--- Records to use Enclosed Below ---

mod logger;
#[allow(unused_imports)]
pub use logger::*;
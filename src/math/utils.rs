use num_traits::ToPrimitive;

/// Converts any primitive to `f32`.
///
/// Values that cannot be represented become NaN, which then propagates
/// through whatever matrix is being built.
pub(crate) fn scalar<T: ToPrimitive>(value: T) -> f32 {
    value.to_f32().unwrap_or(f32::NAN)
}
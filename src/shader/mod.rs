mod builder;
mod context;
mod error;
#[cfg(feature = "glow")]
mod glow_context;
mod program;
mod types;

pub use builder::*;
pub use context::*;
pub use error::*;
pub use program::*;
pub use types::*;
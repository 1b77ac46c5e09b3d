//! Projection and view builders used to assemble a model-view-projection matrix.
//!
//! None of these validate their inputs. Degenerate values (zero field of
//! view, `far <= near`, an `up` vector parallel to the view direction, ...)
//! produce a singular or NaN matrix instead of an error.

use num_traits::ToPrimitive;

use super::{Matrix4, Vector3, utils::scalar};

impl Matrix4 {
    /// Symmetric perspective projection from a field of view in radians.
    ///
    /// `aspect` is `width / height`, but note the convention: the horizontal
    /// half-extent is `near * tan(fov / 2)` and `aspect` *divides* the
    /// vertical extent. `fov` is therefore the horizontal field of view, and
    /// `aspect = 1.0` gives the same angle on both axes.
    pub fn perspective<T: ToPrimitive>(fov: T, aspect: T, near: T, far: T) -> Self {
        let fov = scalar(fov);
        let aspect = scalar(aspect);
        let near = scalar(near);
        let far = scalar(far);

        let size = near * (fov * 0.5).tan();
        let left = -size;
        let right = size;
        let bottom = -size / aspect;
        let top = size / aspect;

        Self {
            m: [
                2.0 * near / (right - left),
                0.0,
                0.0,
                0.0,
                //
                0.0,
                2.0 * near / (top - bottom),
                0.0,
                0.0,
                //
                (right + left) / (right - left),
                (top + bottom) / (top - bottom),
                -(far + near) / (far - near),
                -1.0,
                //
                0.0,
                0.0,
                -(2.0 * far * near) / (far - near),
                0.0,
            ],
        }
    }

    /// View matrix for a camera at `eye` looking at `target`.
    ///
    /// The side axis is `up x forward`, so the camera's x axis points to
    /// the viewer's left of `forward` in a right-handed world.
    pub fn look_at(eye: Vector3, target: Vector3, up: Vector3) -> Self {
        let forward = (target - eye).normalized();
        let side = up.cross(&forward).normalized();
        // forward and side are orthonormal already
        let true_up = forward.cross(&side);

        let mut rotation = Self::identity();
        rotation.m[0] = side.x;
        rotation.m[4] = side.y;
        rotation.m[8] = side.z;

        rotation.m[1] = true_up.x;
        rotation.m[5] = true_up.y;
        rotation.m[9] = true_up.z;

        rotation.m[2] = -forward.x;
        rotation.m[6] = -forward.y;
        rotation.m[10] = -forward.z;

        let mut translation = Self::identity();
        translation.m[12] = -eye.x;
        translation.m[13] = -eye.y;
        translation.m[14] = -eye.z;

        Self::multiply(&translation, &rotation)
    }

    /// [`Matrix4::look_at`] followed by [`Matrix4::perspective`].
    pub fn camera<T: ToPrimitive>(
        fov: T,
        aspect: T,
        near: T,
        far: T,
        eye: Vector3,
        target: Vector3,
        up: Vector3,
    ) -> Self {
        let projection = Self::perspective(fov, aspect, near, far);
        let view = Self::look_at(eye, target, up);

        Self::multiply(&view, &projection)
    }

    /// 2D orthographic projection mapping `[left, right] x [bottom, top]`
    /// onto `[-1, 1]` on X and Y.
    ///
    /// Z and W pass through unchanged; there are no near/far planes. Meant
    /// for screen-space overlays.
    pub fn ortho<T: ToPrimitive>(left: T, bottom: T, right: T, top: T) -> Self {
        let x0 = scalar(left);
        let y0 = scalar(bottom);
        let x1 = scalar(right);
        let y1 = scalar(top);

        let mut m = [0.0; 16];
        m[0] = 2.0 / (x1 - x0);
        m[5] = 2.0 / (y1 - y0);
        m[10] = 1.0;
        m[15] = 1.0;

        m[12] = -(x1 + x0) / (x1 - x0);
        m[13] = -(y1 + y0) / (y1 - y0);
        m[14] = 0.0;

        Self { m }
    }
}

--- End of Enclosed Records to use ---

## What to produce:
Retype exactly, and only, the lines above from the one where "pub use builder::*;" occurs up to and including the one where "(zero field of" occurs.

## Output for this task:
pub use builder::*;
pub use context::*;
pub use error::*;
pub use program::*;
pub use types::*;
repository 1b77ac46c5e09b3d
//! Projection and view builders used to assemble a model-view-projection matrix.
//!
//! None of these validate their inputs. Degenerate values (zero field of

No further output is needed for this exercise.